- INSTRUCTIONS FOR THE TASK -
From the entries below, copy every line that holds the word "failed".

- GIVEN DATA -
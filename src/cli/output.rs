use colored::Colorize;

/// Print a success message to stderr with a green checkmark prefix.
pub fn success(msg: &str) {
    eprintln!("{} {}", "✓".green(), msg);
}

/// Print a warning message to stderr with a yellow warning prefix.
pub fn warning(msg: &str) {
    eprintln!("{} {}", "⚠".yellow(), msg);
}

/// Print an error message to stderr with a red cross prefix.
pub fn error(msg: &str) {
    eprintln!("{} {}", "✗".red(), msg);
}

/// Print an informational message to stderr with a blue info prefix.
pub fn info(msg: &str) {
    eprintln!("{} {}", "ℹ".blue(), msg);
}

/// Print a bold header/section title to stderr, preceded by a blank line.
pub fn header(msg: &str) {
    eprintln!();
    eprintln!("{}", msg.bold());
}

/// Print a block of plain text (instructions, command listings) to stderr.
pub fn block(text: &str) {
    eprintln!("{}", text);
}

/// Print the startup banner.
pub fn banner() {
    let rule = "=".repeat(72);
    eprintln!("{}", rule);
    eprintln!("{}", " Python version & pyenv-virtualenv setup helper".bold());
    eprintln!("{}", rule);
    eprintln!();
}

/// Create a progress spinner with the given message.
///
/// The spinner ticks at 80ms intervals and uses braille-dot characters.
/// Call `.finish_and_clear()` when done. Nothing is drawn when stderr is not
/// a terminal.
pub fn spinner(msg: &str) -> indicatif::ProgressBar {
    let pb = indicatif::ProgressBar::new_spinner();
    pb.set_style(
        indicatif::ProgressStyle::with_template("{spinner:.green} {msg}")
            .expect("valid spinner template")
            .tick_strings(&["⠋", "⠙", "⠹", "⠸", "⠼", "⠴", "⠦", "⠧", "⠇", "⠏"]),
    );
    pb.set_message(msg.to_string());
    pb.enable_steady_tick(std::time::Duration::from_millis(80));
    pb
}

* * *

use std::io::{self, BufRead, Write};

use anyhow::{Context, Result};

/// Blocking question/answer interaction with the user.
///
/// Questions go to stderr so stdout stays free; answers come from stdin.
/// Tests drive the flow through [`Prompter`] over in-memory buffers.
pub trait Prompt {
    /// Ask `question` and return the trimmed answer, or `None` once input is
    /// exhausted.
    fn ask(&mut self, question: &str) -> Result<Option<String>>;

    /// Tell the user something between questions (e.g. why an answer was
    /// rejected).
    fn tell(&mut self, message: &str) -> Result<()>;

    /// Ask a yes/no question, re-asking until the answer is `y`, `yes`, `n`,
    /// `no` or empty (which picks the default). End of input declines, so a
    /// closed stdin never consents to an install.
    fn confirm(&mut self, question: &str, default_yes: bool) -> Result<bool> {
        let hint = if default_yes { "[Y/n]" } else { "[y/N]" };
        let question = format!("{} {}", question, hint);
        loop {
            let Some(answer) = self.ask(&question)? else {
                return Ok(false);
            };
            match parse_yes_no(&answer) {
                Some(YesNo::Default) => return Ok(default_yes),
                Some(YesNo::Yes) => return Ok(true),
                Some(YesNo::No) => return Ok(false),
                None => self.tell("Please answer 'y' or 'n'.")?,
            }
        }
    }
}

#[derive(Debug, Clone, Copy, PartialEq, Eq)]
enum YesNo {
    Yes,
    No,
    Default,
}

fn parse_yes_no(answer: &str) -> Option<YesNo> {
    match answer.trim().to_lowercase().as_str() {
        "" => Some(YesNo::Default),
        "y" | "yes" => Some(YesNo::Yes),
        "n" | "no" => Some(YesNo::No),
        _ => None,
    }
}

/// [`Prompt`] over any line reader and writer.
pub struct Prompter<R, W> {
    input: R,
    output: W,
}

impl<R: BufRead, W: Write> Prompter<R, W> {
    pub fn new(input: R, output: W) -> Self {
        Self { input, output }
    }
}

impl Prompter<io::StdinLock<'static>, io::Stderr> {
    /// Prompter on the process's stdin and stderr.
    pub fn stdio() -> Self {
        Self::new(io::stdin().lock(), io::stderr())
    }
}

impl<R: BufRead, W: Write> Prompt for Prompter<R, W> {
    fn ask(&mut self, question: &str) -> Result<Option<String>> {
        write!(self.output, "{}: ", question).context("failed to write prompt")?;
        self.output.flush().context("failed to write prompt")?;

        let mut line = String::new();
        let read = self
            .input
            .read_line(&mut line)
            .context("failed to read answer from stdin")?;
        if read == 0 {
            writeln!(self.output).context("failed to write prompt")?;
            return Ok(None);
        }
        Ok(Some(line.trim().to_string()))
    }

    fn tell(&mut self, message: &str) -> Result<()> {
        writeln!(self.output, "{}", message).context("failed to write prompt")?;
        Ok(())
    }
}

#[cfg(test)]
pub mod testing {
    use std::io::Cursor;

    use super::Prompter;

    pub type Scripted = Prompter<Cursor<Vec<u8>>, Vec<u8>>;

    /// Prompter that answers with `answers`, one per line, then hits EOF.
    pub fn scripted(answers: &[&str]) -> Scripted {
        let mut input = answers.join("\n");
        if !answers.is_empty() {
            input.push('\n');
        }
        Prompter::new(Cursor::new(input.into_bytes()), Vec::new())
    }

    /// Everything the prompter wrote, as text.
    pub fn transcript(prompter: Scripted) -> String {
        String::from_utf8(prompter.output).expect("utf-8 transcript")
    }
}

- ANSWER BELOW -
        write!(self.output, "{}: ", question).context("failed to write prompt")?;
        self.output.flush().context("failed to write prompt")?;
            .context("failed to read answer from stdin")?;
            writeln!(self.output).context("failed to write prompt")?;
        writeln!(self.output, "{}", message).context("failed to write prompt")?;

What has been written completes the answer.